Students gather today as part of a class boycott at the Chinese University of Hong Kong. Screengrab via Facebook/RTHK.
Students gather today as part of a class boycott at the Chinese University of Hong Kong. Screengrab via Facebook/RTHK.

Thousands of black-clad students rallied Monday at the start of a two-week boycott of university classes, piling pressure on Hong Kong’s leaders to resolve months of increasingly violent anti-government protests that show no sign of easing.

Students have been the backbone of a movement that sprang up to oppose government plans to allow extraditions to China but has morphed into wider protests against the territory’s unelected leadership.

On Monday, as universities reopened after the summer break, thousands of students boycotted classes and gathered instead in central Hong Kong.

“Today is the first day of school, but I still want to come out,” a 19-year-old university student named Tommy told AFP.

“I don’t think we will miss anything. This is also a form of learning.”

Earlier Monday, a call for a general strike went largely unheeded, but riot police patrolled some subway stations after protesters briefly disrupted services during rush hour by preventing the train doors from closing.

Elsewhere, secondary school pupils formed human chains at schools, even amid reports of random searches of students by police.

“Hong Kong is our home… we are the future of the city and have to take up responsibility to save it,” said a 17-year-old secondary school student who gave her surname as Wong.

HKFP reported that riot police descended on La Salle College, a secondary school in Kowloon, and searched the belongings of students protesting outside the school this morning.

St. Mary’s Canossian College was also reportedly denying entry to students with protest-related supplies, some of which they confiscated.

Meanwhile, thousands gathered at the Chinese University of Hong Kong on what would have been the first day of classes to pressure the government to engage with protesters’ demands, RTHK reports.

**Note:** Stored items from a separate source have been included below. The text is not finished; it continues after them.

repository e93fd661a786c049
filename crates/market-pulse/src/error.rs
use crate::config::ConfigError;
use crate::market::aggregator::AggregationError;
use crate::market::domain::QueryError;
use crate::market::gateway::FetchError;
use crate::telemetry::TelemetryError;
use axum::http::StatusCode;
use axum::response::{IntoResponse, Response};
use axum::Json;
use serde_json::json;
use std::fmt;

#[derive(Debug)]
pub enum AppError {
    Config(ConfigError),
    Telemetry(TelemetryError),
    Io(std::io::Error),
    Server(axum::Error),
    Upstream(FetchError),
    Aggregation(AggregationError),
    Query(QueryError),
}

impl fmt::Display for AppError {
    fn fmt(&self, f: &mut fmt::Formatter<'_>) -> fmt::Result {
        match self {
            AppError::Config(err) => write!(f, "configuration error: {}", err),
            AppError::Telemetry(err) => write!(f, "telemetry error: {}", err),
            AppError::Io(err) => write!(f, "io error: {}", err),
            AppError::Server(err) => write!(f, "server error: {}", err),
            AppError::Upstream(err) => write!(f, "upstream client error: {}", err),
            AppError::Aggregation(err) => write!(f, "aggregation error: {}", err),
            AppError::Query(err) => write!(f, "invalid query: {}", err),
        }
    }
}

impl std::error::Error for AppError {
    fn source(&self) -> Option<&(dyn std::error::Error + 'static)> {
        match self {
            AppError::Config(err) => Some(err),
            AppError::Telemetry(err) => Some(err),
            AppError::Io(err) => Some(err),
            AppError::Server(err) => Some(err),
            AppError::Upstream(err) => Some(err),
            AppError::Aggregation(err) => Some(err),
            AppError::Query(err) => Some(err),
        }
    }
}

impl IntoResponse for AppError {
    fn into_response(self) -> Response {
        let status = match self {
            AppError::Query(_) => StatusCode::BAD_REQUEST,
            AppError::Config(_)
            | AppError::Telemetry(_)
            | AppError::Io(_)
            | AppError::Server(_)
            | AppError::Upstream(_)
            | AppError::Aggregation(_) => StatusCode::INTERNAL_SERVER_ERROR,
        };

        let body = Json(json!({ "error": self.to_string() }));
        (status, body).into_response()
    }
}

impl From<ConfigError> for AppError {
    fn from(value: ConfigError) -> Self {
        Self::Config(value)
    }
}

impl From<TelemetryError> for AppError {
    fn from(value: TelemetryError) -> Self {
        Self::Telemetry(value)
    }
}

impl From<std::io::Error> for AppError {
    fn from(value: std::io::Error) -> Self {
        Self::Io(value)
    }
}

impl From<axum::Error> for AppError {
    fn from(value: axum::Error) -> Self {
        Self::Server(value)
    }
}

impl From<FetchError> for AppError {
    fn from(value: FetchError) -> Self {
        Self::Upstream(value)
    }
}

impl From<AggregationError> for AppError {
    fn from(value: AggregationError) -> Self {
        Self::Aggregation(value)
    }
}

impl From<QueryError> for AppError {
    fn from(value: QueryError) -> Self {
        Self::Query(value)
    }
}
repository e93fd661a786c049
mod common;
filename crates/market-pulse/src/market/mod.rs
//! Market data aggregation: fan out one authenticated fetch per registered
//! HouseCanary endpoint, unwrap each envelope, and merge the survivors into
//! a single flat record.

pub mod aggregator;
pub mod client;
pub mod domain;
pub mod gateway;
pub(crate) mod normalizer;
pub mod registry;
pub mod router;

#[cfg(test)]
mod tests;

pub use aggregator::{AggregationError, MarketDataService};
pub use client::HouseCanaryClient;
pub use domain::{
    resolve_date_range, AddressSlug, DateRange, MarketLocation, MarketQuery, NormalizedRecord,
    Period, QueryError, ZipCode,
};
pub use gateway::{FetchError, FetchOutcome, MarketDataGateway};
pub use registry::{EndpointSpec, MarketCategory, ADDRESS_REGISTRY, ZIP_REGISTRY};
pub use router::market_data_router;
mod cli;
mod fetch;
mod infra;
mod routes;
mod server;

use market_pulse::error::AppError;

pub async fn run() -> Result<(), AppError> {
    cli::run().await
}
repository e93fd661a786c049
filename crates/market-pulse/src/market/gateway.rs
use async_trait::async_trait;
use serde_json::Value;

use super::domain::MarketQuery;
use super::registry::EndpointSpec;

/// Result of fetching one category: the decoded body, or a contained
/// failure the aggregate absorbs.
pub type FetchOutcome = Result<Value, FetchError>;

/// Failure while reaching the upstream API for a single category.
#[derive(Debug, thiserror::Error, Clone, PartialEq, Eq)]
pub enum FetchError {
    #[error("failed to build the upstream client: {0}")]
    Client(String),
    #[error("transport failure: {0}")]
    Transport(String),
    #[error("unexpected upstream status {0}")]
    Status(u16),
    #[error("response body is not valid JSON: {0}")]
    Decode(String),
}

/// Boundary for one authenticated GET against the upstream market data API.
///
/// Implementations must be cheap to share; the aggregator clones one
/// handle per in-flight category.
#[async_trait]
pub trait MarketDataGateway: Send + Sync {
    async fn fetch(&self, spec: &EndpointSpec, query: &MarketQuery) -> FetchOutcome;
}
use crate::config::TelemetryConfig;
use std::fmt;
use tracing_subscriber::filter::ParseError;
use tracing_subscriber::EnvFilter;

#[derive(Debug)]
pub enum TelemetryError {
    EnvFilter { value: String, source: ParseError },
    Subscriber(Box<dyn std::error::Error + Send + Sync>),
}

impl fmt::Display for TelemetryError {
    fn fmt(&self, f: &mut fmt::Formatter<'_>) -> fmt::Result {
        match self {
            TelemetryError::EnvFilter { value, .. } => {
                write!(
                    f,
                    "invalid log level/filter '{}': unable to build EnvFilter",
                    value
                )
            }
            TelemetryError::Subscriber(err) => write!(f, "telemetry error: {err}"),
        }
    }
}

impl std::error::Error for TelemetryError {
    fn source(&self) -> Option<&(dyn std::error::Error + 'static)> {
        match self {
            TelemetryError::EnvFilter { source, .. } => Some(source),
            TelemetryError::Subscriber(err) => Some(&**err),
        }
    }
}

/// Install the global tracing subscriber. `RUST_LOG` wins over the
/// configured level so operators can adjust filtering per run.
pub fn init(config: &TelemetryConfig) -> Result<(), TelemetryError> {
    let env_filter = match EnvFilter::try_from_default_env() {
        Ok(filter) => filter,
        Err(_) => {
            EnvFilter::try_new(&config.log_level).map_err(|source| TelemetryError::EnvFilter {
                value: config.log_level.clone(),
                source,
            })?
        }
    };

    tracing_subscriber::fmt()
        .with_env_filter(env_filter)
        .with_target(false)
        .compact()
        .with_ansi(false)
        .try_init()
        .map_err(TelemetryError::Subscriber)
}
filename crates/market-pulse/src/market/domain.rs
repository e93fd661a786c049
use chrono::{Duration, NaiveDate};
use serde::Serialize;
use serde_json::{Map, Value};

/// Validated 5-digit ZIP code accepted by the ZIP endpoints.
#[derive(Debug, Clone, PartialEq, Eq, Hash)]
pub struct ZipCode(String);

impl ZipCode {
    pub fn parse(raw: &str) -> Result<Self, QueryError> {
        let trimmed = raw.trim();
        if trimmed.is_empty() {
            return Err(QueryError::MissingZipcode);
        }
        if trimmed.len() != 5 || !trimmed.bytes().all(|b| b.is_ascii_digit()) {
            return Err(QueryError::InvalidZipcode);
        }
        Ok(Self(trimmed.to_string()))
    }

    pub fn as_str(&self) -> &str {
        &self.0
    }
}

/// Street address reduced to the hyphenated slug the upstream expects.
///
/// Whitespace runs become single hyphens and anything outside
/// `[A-Za-z0-9-]` is dropped; letter case is preserved.
#[derive(Debug, Clone, PartialEq, Eq, Hash)]
pub struct AddressSlug(String);

impl AddressSlug {
    pub fn parse(raw: &str) -> Result<Self, QueryError> {
        if raw.trim().is_empty() {
            return Err(QueryError::MissingAddress);
        }
        let slug: String = raw
            .split_whitespace()
            .collect::<Vec<_>>()
            .join("-")
            .chars()
            .filter(|c| c.is_ascii_alphanumeric() || *c == '-')
            .collect();
        if !slug.bytes().any(|b| b.is_ascii_alphanumeric()) {
            return Err(QueryError::InvalidAddress);
        }
        Ok(Self(slug))
    }

    pub fn as_str(&self) -> &str {
        &self.0
    }
}

/// Where a query points: one ZIP code or one address slug.
#[derive(Debug, Clone, PartialEq, Eq)]
pub enum MarketLocation {
    Zip(ZipCode),
    Address(AddressSlug),
}

impl MarketLocation {
    /// Upstream query parameter carrying the location value.
    pub const fn param(&self) -> &'static str {
        match self {
            MarketLocation::Zip(_) => "zipcode",
            MarketLocation::Address(_) => "slug",
        }
    }

    pub fn value(&self) -> &str {
        match self {
            MarketLocation::Zip(zip) => zip.as_str(),
            MarketLocation::Address(slug) => slug.as_str(),
        }
    }
}

/// Inclusive date window forwarded to time-series endpoints.
#[derive(Debug, Clone, Copy, PartialEq, Eq)]
pub struct DateRange {
    pub start: NaiveDate,
    pub end: NaiveDate,
}

/// Named lookback window ending today.
#[derive(Debug, Clone, Copy, PartialEq, Eq)]
pub enum Period {
    OneYear,
    FiveYears,
    TenYears,
    All,
}

impl Period {
    pub fn parse(raw: &str) -> Result<Self, QueryError> {
        match raw.trim().to_ascii_uppercase().as_str() {
            "1Y" => Ok(Self::OneYear),
            "5Y" => Ok(Self::FiveYears),
            "10Y" => Ok(Self::TenYears),
            "ALL" => Ok(Self::All),
            _ => Err(QueryError::UnknownPeriod(raw.trim().to_string())),
        }
    }

    const fn lookback_days(self) -> i64 {
        match self {
            Period::OneYear => 365,
            Period::FiveYears => 1825,
            Period::TenYears => 3650,
            Period::All => 7300,
        }
    }

    pub fn date_range(self, today: NaiveDate) -> DateRange {
        DateRange {
            start: today - Duration::days(self.lookback_days()),
            end: today,
        }
    }
}

/// Resolve the effective date window for a time-series query.
///
/// A period always wins over explicit dates; explicit dates must arrive as
/// a pair in order; with neither, the widest lookback applies.
pub fn resolve_date_range(
    period: Option<Period>,
    start: Option<NaiveDate>,
    end: Option<NaiveDate>,
    today: NaiveDate,
) -> Result<DateRange, QueryError> {
    if let Some(period) = period {
        return Ok(period.date_range(today));
    }

    match (start, end) {
        (Some(start), Some(end)) => {
            if start > end {
                return Err(QueryError::InvertedDateRange);
            }
            Ok(DateRange { start, end })
        }
        (None, None) => Ok(Period::All.date_range(today)),
        _ => Err(QueryError::IncompleteDateRange),
    }
}

/// One aggregation request as handed to the gateway.
#[derive(Debug, Clone, PartialEq, Eq)]
pub struct MarketQuery {
    pub location: MarketLocation,
    pub dates: Option<DateRange>,
}

/// Flat client-facing record merged from per-category contributions.
///
/// Categories that fail upstream simply never contribute, so their fields
/// are absent rather than null.
#[derive(Debug, Clone, Default, PartialEq, Serialize)]
pub struct NormalizedRecord(Map<String, Value>);

impl NormalizedRecord {
    pub fn new() -> Self {
        Self(Map::new())
    }

    pub fn merge(&mut self, contribution: Map<String, Value>) {
        self.0.extend(contribution);
    }

    pub fn get(&self, field: &str) -> Option<&Value> {
        self.0.get(field)
    }

    pub fn is_empty(&self) -> bool {
        self.0.is_empty()
    }

    pub fn len(&self) -> usize {
        self.0.len()
    }

    pub fn into_value(self) -> Value {
        Value::Object(self.0)
    }
}

/// Rejected request input; every variant backs a 400 response.
#[derive(Debug, thiserror::Error, Clone, PartialEq, Eq)]
pub enum QueryError {
    #[error("ZIP code is required")]
    MissingZipcode,
    #[error("Please enter a valid 5-digit ZIP code")]
    InvalidZipcode,
    #[error("address is required")]
    MissingAddress,
    #[error("address must contain at least one letter or digit")]
    InvalidAddress,
    #[error("either a ZIP code or an address is required")]
    MissingLocation,
    #[error("failed to parse '{0}' as YYYY-MM-DD")]
    InvalidDate(String),
    #[error("start date must not be after end date")]
    InvertedDateRange,
    #[error("start and end must be provided together")]
    IncompleteDateRange,
    #[error("unknown period '{0}' (expected 1Y, 5Y, 10Y, or All)")]
    UnknownPeriod(String),
}

#[cfg(test)]
mod tests {
    use super::*;

    fn date(value: &str) -> NaiveDate {
        NaiveDate::parse_from_str(value, "%Y-%m-%d").expect("valid test date")
    }

    #[test]
    fn zip_accepts_five_digits_and_trims() {
        let zip = ZipCode::parse(" 50309 ").expect("valid zip");
        assert_eq!(zip.as_str(), "50309");
    }

    #[test]
    fn zip_rejects_blank_input() {
        assert_eq!(ZipCode::parse("   "), Err(QueryError::MissingZipcode));
    }

    #[test]
    fn zip_rejects_wrong_shapes() {
        for raw in ["1234", "123456", "5030a", "5030 9", "50-30"] {
            assert_eq!(
                ZipCode::parse(raw),
                Err(QueryError::InvalidZipcode),
                "{raw:?} must be rejected"
            );
        }
    }

    #[test]
    fn address_slug_hyphenates_whitespace() {
        let slug = AddressSlug::parse(" 123   Main  St ").expect("valid address");
        assert_eq!(slug.as_str(), "123-Main-St");
    }

    #[test]
    fn address_slug_preserves_case_and_drops_punctuation() {
        let slug = AddressSlug::parse("123 Main St, Apt #4").expect("valid address");
        assert_eq!(slug.as_str(), "123-Main-St-Apt-4");
    }

    #[test]
    fn address_slug_is_idempotent() {
        let once = AddressSlug::parse("123 Main St").expect("valid address");
        let twice = AddressSlug::parse(once.as_str()).expect("slug stays valid");
        assert_eq!(once, twice);
    }

    #[test]
    fn address_slug_rejects_blank_and_symbol_only_input() {
        assert_eq!(AddressSlug::parse("  "), Err(QueryError::MissingAddress));
        assert_eq!(
            AddressSlug::parse("!!! ???"),
            Err(QueryError::InvalidAddress)
        );
    }

    #[test]
    fn period_parse_is_case_insensitive() {
        assert_eq!(Period::parse("1y"), Ok(Period::OneYear));
        assert_eq!(Period::parse("5Y"), Ok(Period::FiveYears));
        assert_eq!(Period::parse("10y"), Ok(Period::TenYears));
        assert_eq!(Period::parse("all"), Ok(Period::All));
        assert_eq!(
            Period::parse("2Y"),
            Err(QueryError::UnknownPeriod("2Y".to_string()))
        );
    }

    #[test]
    fn period_lookbacks_count_back_from_today() {
        let today = date("2024-06-15");
        assert_eq!(Period::OneYear.date_range(today).start, date("2023-06-16"));
        assert_eq!(Period::FiveYears.date_range(today).start, date("2019-06-17"));
        assert_eq!(Period::TenYears.date_range(today).start, date("2014-06-18"));
        assert_eq!(Period::All.date_range(today).start, date("2004-06-20"));
        assert_eq!(Period::All.date_range(today).end, today);
    }

    #[test]
    fn period_overrides_explicit_dates() {
        let today = date("2024-06-15");
        let range = resolve_date_range(
            Some(Period::OneYear),
            Some(date("2001-01-01")),
            Some(date("2002-01-01")),
            today,
        )
        .expect("period wins");
        assert_eq!(range, Period::OneYear.date_range(today));
    }

    #[test]
    fn explicit_dates_pass_through_in_order() {
        let range = resolve_date_range(
            None,
            Some(date("2020-01-01")),
            Some(date("2024-12-31")),
            date("2025-06-15"),
        )
        .expect("ordered pair accepted");
        assert_eq!(range.start, date("2020-01-01"));
        assert_eq!(range.end, date("2024-12-31"));
    }

    #[test]
    fn inverted_dates_are_rejected() {
        let result = resolve_date_range(
            None,
            Some(date("2024-12-31")),
            Some(date("2020-01-01")),
            date("2025-06-15"),
        );
        assert_eq!(result, Err(QueryError::InvertedDateRange));
    }

    #[test]
    fn lone_date_is_rejected() {
        let today = date("2025-06-15");
        assert_eq!(
            resolve_date_range(None, Some(date("2020-01-01")), None, today),
            Err(QueryError::IncompleteDateRange)
        );
        assert_eq!(
            resolve_date_range(None, None, Some(date("2020-01-01")), today),
            Err(QueryError::IncompleteDateRange)
        );
    }

    #[test]
    fn missing_dates_default_to_the_widest_lookback() {
        let today = date("2025-06-15");
        let range = resolve_date_range(None, None, None, today).expect("default applies");
        assert_eq!(range, Period::All.date_range(today));
    }

    #[test]
    fn record_merge_keeps_contributions_from_every_category() {
        let mut record = NormalizedRecord::new();
        let mut first = Map::new();
        first.insert("market_grade".to_string(), Value::from("B+"));
        let mut second = Map::new();
        second.insert("rental".to_string(), serde_json::json!({ "count": 42 }));
        record.merge(first);
        record.merge(second);
        assert_eq!(record.len(), 2);
        assert_eq!(record.get("market_grade"), Some(&Value::from("B+")));
    }

    #[test]
    fn record_serializes_as_a_flat_object() {
        let mut record = NormalizedRecord::new();
        let mut fields = Map::new();
        fields.insert("market_grade".to_string(), Value::from("A"));
        record.merge(fields);
        let rendered = serde_json::to_string(&record).expect("record serializes");
        assert_eq!(rendered, r#"{"market_grade":"A"}"#);
    }
}
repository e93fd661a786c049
//! Core library for the market data aggregation service: configuration,
//! telemetry, and the registry-driven HouseCanary fetch pipeline.

pub mod config;
pub mod error;
pub mod market;
pub mod telemetry;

Organizers put the turnout at 30,000 — a figure that included some alumni, like one mother who had brought her 2-year-old daughter along.

“We’re peaceful. We don’t have any violence at all. I want to show my daughter how her older brothers and sisters are doing something for her future,” she said.

Over the weekend the city witnessed some of the worst civic violence in decades as protesters lobbed bricks and petrol bombs at police, who responded with tear gas, water cannon and baton charges.

On Sunday at least a dozen flights were canceled after protesters blocked routes to the airport, although police fended off demonstrators’ efforts to converge on the terminal itself.